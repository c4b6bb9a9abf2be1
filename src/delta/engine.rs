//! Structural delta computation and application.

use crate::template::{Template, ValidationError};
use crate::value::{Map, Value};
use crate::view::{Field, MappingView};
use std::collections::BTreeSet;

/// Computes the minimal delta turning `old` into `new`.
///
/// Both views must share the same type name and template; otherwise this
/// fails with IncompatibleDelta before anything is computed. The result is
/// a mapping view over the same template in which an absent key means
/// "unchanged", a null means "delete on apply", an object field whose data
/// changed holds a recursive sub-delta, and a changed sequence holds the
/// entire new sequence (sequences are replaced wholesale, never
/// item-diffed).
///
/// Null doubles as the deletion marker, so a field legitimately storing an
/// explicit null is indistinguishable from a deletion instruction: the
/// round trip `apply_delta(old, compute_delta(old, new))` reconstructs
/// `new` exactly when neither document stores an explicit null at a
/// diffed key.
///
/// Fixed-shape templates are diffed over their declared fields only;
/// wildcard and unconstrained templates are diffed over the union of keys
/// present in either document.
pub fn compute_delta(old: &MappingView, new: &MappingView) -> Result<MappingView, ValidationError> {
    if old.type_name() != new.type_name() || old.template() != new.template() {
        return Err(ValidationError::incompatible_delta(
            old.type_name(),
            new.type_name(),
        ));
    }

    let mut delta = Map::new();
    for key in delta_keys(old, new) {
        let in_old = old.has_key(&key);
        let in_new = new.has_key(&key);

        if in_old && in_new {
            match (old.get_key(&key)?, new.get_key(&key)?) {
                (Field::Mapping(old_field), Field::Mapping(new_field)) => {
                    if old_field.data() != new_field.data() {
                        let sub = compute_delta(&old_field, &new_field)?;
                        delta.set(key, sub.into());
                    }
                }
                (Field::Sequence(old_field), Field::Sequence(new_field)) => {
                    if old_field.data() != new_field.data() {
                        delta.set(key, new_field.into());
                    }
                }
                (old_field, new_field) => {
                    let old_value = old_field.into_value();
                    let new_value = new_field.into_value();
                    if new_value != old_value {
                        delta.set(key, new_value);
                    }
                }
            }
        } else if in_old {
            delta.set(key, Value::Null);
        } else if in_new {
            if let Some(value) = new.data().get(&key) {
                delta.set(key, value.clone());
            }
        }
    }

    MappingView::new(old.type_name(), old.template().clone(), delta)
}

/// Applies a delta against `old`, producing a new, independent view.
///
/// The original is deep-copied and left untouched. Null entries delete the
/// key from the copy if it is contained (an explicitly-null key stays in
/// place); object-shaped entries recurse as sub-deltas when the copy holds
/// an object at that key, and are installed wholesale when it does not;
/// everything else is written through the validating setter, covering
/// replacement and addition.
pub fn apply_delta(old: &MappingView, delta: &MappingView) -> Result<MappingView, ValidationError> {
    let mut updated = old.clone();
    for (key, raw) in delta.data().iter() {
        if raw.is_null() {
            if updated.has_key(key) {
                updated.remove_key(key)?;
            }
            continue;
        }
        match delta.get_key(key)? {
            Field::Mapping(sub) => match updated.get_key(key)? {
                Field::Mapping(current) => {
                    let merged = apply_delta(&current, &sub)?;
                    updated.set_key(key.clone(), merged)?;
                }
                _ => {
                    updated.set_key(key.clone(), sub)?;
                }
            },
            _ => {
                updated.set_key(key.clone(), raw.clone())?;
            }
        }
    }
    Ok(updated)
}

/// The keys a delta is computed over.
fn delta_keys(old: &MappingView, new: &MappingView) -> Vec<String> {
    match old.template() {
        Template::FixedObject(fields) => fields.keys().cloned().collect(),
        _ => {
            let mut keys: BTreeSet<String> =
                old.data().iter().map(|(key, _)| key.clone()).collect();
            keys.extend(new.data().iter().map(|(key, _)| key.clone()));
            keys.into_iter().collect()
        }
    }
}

=== Task objective ===
Pull each line containing "copy" from the records.

=== Answer to the problem ===
/// key from the copy if it is contained (an explicitly-null key stays in
/// place); object-shaped entries recurse as sub-deltas when the copy holds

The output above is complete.